According to Sobi Consulting statistics, in December 2021, the top five silicon enterprises produced 41,400 tons in total, with a comprehensive capacity utilization rate of 112.6%. In terms of silicon wafers, the two head enterprises’ start-up rate returned to more than 50%, and the integrated enterprises’ start-up rate was relatively high. In December last year, domestic silicon wafer production was 17.85GW, down 8.6% YoY. According to the production ranking, Longi, JinkoSolar, Zhonghuan, Shangji and JA ranked in the top five, with a total production of 12.35GW, accounting for 69.19% and an integrated utilization rate of 67.81%. Although there is a view that the actual capacity utilization rate of Zhonghuan is higher than the above data, the overall view is that the high prices in the upstream of the industry chain have affected the terminal demand and counteracted the upstream.
It is revealed that a few days ago there have been a number of power investment enterprises began to readjust the layout of new energy projects in 2022, more choice of wind power to complete the renewable energy investment requirements. In this regard, a number of senior practitioners told Sobi PV network, behind this decision, there are local government “resources for industry” requirements under the helpless, there are land rent, tax costs (including subsequent taxation may) concerns, there are annual utilization hours, the number of hours of trading calculations, but also the cost of photovoltaic systems in 2022 can not be reduced to The expected level of concern. “According to the 6.5% annualized rate of return measurement, in a class I resource area, the overall cost of PV system with energy storage shall not exceed 4.5 yuan / W, the PV itself can not exceed the cost of 4 yuan / W, component purchase price is best controlled at 1.8 yuan / W or less.”
How about the actual purchase price? According to the PV price index released by Sobi Consulting before the Chinese New Year, the average price of monocrystalline 166 double-sided modules purchased by ground power station projects in January reached 1.84 yuan / W, 182, 210 double-sided modules reached 1.86 yuan / W and 1.88 yuan / W. At the same time, some analysts pointed out that, due to the domestic 2022 collection of bids from various enterprises have been launched, overseas, especially India, Europe and other The market appears stocking demand, February component transaction prices may have a small increase. “If the first half of the silicon price can not drop to 180,000 yuan / ton, the domestic H1 new installed capacity may not meet expectations, which means that the end demand are piled up to the second half of the year, is not conducive to a steady decline in prices.”
What to solve the problem, the only way to reduce prices.
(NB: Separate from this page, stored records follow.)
//! Ordered, non-blocking hand-off of status lines from the reader thread to a UI.
//!
//! [`Notifier`] is the producer half. It never waits: when the bounded queue is full the
//! oldest undelivered line is discarded. [`NotificationPump`] is the consumer half. It either
//! drains on the consumer's own schedule ([`NotificationPump::drain`]) or runs on a thread of
//! its own ([`NotificationPump::spawn`]) and hands each line to a [`UiSink`].
//!
//! Once the consumer is gone, sends are silently dropped.

use std::sync::Arc;
use std::thread;
use std::time::Duration;

use crossbeam_queue::ArrayQueue;
use crossbeam_utils::atomic::AtomicCell;
use crossbeam_utils::sync::{Parker, Unparker};

/// Receives notification lines on the consumer's context.
pub trait UiSink: Send {
    fn receive(&mut self, text: &str);
}

impl<F: FnMut(&str) + Send> UiSink for F {
    fn receive(&mut self, text: &str) {
        self(text)
    }
}

struct Channel {
    queue: ArrayQueue<String>,
    closed: AtomicCell<bool>,
    overwritten: AtomicCell<u64>,
    unparker: Unparker,
}

/// Creates a channel that holds at most `capacity` undelivered lines.
pub fn notification_channel(capacity: usize) -> (Notifier, NotificationPump) {
    let parker = Parker::new();
    let channel = Arc::new(Channel {
        queue: ArrayQueue::new(capacity.max(1)),
        closed: AtomicCell::new(false),
        overwritten: AtomicCell::new(0),
        unparker: parker.unparker().clone(),
    });
    (
        Notifier {
            channel: channel.clone(),
        },
        NotificationPump { channel, parker },
    )
}

/// Producer half. Cheap to clone; every clone feeds the same queue.
#[derive(Clone)]
pub struct Notifier {
    channel: Arc<Channel>,
}

impl Notifier {
    /// Queues `text` for the consumer. Returns `false` if the consumer has shut down.
    pub fn send(&self, text: impl Into<String>) -> bool {
        if self.channel.closed.load() {
            return false;
        }
        if let Some(lost) = self.channel.queue.force_push(text.into()) {
            self.channel.overwritten.fetch_add(1);
            log::trace!("notification queue full, dropped: {lost}");
        }
        self.channel.unparker.unpark();
        true
    }

    /// Whether the consumer is still accepting lines.
    pub fn is_open(&self) -> bool {
        !self.channel.closed.load()
    }

    /// Lines discarded because the queue was full.
    pub fn overwritten(&self) -> u64 {
        self.channel.overwritten.load()
    }
}

/// Consumer half.
pub struct NotificationPump {
    channel: Arc<Channel>,
    parker: Parker,
}

impl NotificationPump {
    /// Delivers every queued line to `sink`, in order. Returns how many were delivered.
    pub fn drain(&mut self, sink: &mut dyn UiSink) -> usize {
        let mut delivered = 0;
        while let Some(line) = self.channel.queue.pop() {
            sink.receive(&line);
            delivered += 1;
        }
        delivered
    }

    /// Blocks until a line is sent or `timeout` passes.
    pub fn wait(&self, timeout: Duration) {
        if self.channel.queue.is_empty() {
            self.parker.park_timeout(timeout);
        }
    }

    /// Stops accepting lines and discards whatever is still queued.
    pub fn close(&self) {
        self.channel.closed.store(true);
        while self.channel.queue.pop().is_some() {}
    }

    /// Moves the consumer onto its own thread.
    pub fn spawn(self, sink: impl UiSink + 'static) -> std::io::Result<PumpThread> {
        let channel = self.channel.clone();
        let handle = thread::Builder::new()
            .name("notification-pump".into())
            .spawn(move || {
                let mut pump = self;
                let mut sink = sink;
                while !pump.channel.closed.load() {
                    pump.drain(&mut sink);
                    pump.wait(Duration::from_millis(100));
                }
            })?;
        Ok(PumpThread {
            channel,
            handle: Some(handle),
        })
    }
}

impl Drop for NotificationPump {
    fn drop(&mut self) {
        self.channel.closed.store(true);
    }
}

/// Handle to a consumer running on its own thread. Dropping it stops the thread.
pub struct PumpThread {
    channel: Arc<Channel>,
    handle: Option<thread::JoinHandle<()>>,
}

impl PumpThread {
    /// Stops the consumer. Lines still queued are not delivered.
    pub fn stop(&mut self) {
        self.channel.closed.store(true);
        self.channel.unparker.unpark();
        if let Some(handle) = self.handle.take() {
            if handle.join().is_err() {
                log::warn!("notification sink panicked");
            }
        }
    }
}

impl Drop for PumpThread {
    fn drop(&mut self) {
        self.stop();
    }
}

#[cfg(test)]
mod tests {
    use super::*;
    use std::sync::Mutex;
    use std::time::Instant;

    #[test]
    fn delivers_in_order() {
        let (notifier, mut pump) = notification_channel(8);
        for i in 0..5 {
            assert!(notifier.send(format!("line {i}")));
        }
        let mut got = vec![];
        let mut sink = |text: &str| got.push(text.to_owned());
        assert_eq!(pump.drain(&mut sink), 5);
        assert_eq!(got, ["line 0", "line 1", "line 2", "line 3", "line 4"]);
    }

    #[test]
    fn full_queue_drops_oldest_without_blocking() {
        let (notifier, mut pump) = notification_channel(2);
        notifier.send("a");
        notifier.send("b");
        notifier.send("c");
        assert_eq!(notifier.overwritten(), 1);
        let mut got = vec![];
        pump.drain(&mut |text: &str| got.push(text.to_owned()));
        assert_eq!(got, ["b", "c"]);
    }

    #[test]
    fn sends_after_consumer_teardown_are_dropped() {
        let (notifier, pump) = notification_channel(4);
        drop(pump);
        assert!(!notifier.is_open());
        assert!(!notifier.send("late"));
    }

    #[test]
    fn spawned_pump_delivers_from_another_thread() {
        let (notifier, pump) = notification_channel(16);
        let got = Arc::new(Mutex::new(Vec::new()));
        let sink_got = got.clone();
        let mut pump_thread = pump
            .spawn(move |text: &str| sink_got.lock().unwrap().push(text.to_owned()))
            .unwrap();

        let producer = thread::spawn(move || {
            for i in 0..10 {
                notifier.send(i.to_string());
            }
        });
        producer.join().unwrap();

        let deadline = Instant::now() + Duration::from_secs(5);
        while got.lock().unwrap().len() < 10 && Instant::now() < deadline {
            thread::sleep(Duration::from_millis(5));
        }
        pump_thread.stop();
        let expected: Vec<String> = (0..10).map(|i| i.to_string()).collect();
        assert_eq!(*got.lock().unwrap(), expected);
    }

    #[test]
    fn stopping_pump_thread_twice_is_harmless() {
        let (_notifier, pump) = notification_channel(1);
        let mut pump_thread = pump.spawn(|_: &str| {}).unwrap();
        pump_thread.stop();
        pump_thread.stop();
    }
}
Only upstream to further release capacity, lower prices, in order to fully open the PV market demand, revitalize the entire industry chain, especially so that new production capacity has a place to use, to avoid a massive surplus. According to the above analysts predictions, the first half of this year, silicon prices down to 180,000 yuan / ton, in the case of unchanged profit distribution of the links, component prices can be lower than the current 0.13-0.15 yuan / W. Considering that the market share of large-size components in 2022 will have a further increase, which is conducive to reducing system costs and improve project revenue, which means that more PV projects can be the level of yield Meet the internal requirements of central and state-owned enterprises, and can be implemented on the ground. This means that more PV projects can meet the internal requirements of central and state-owned enterprises and can be implemented.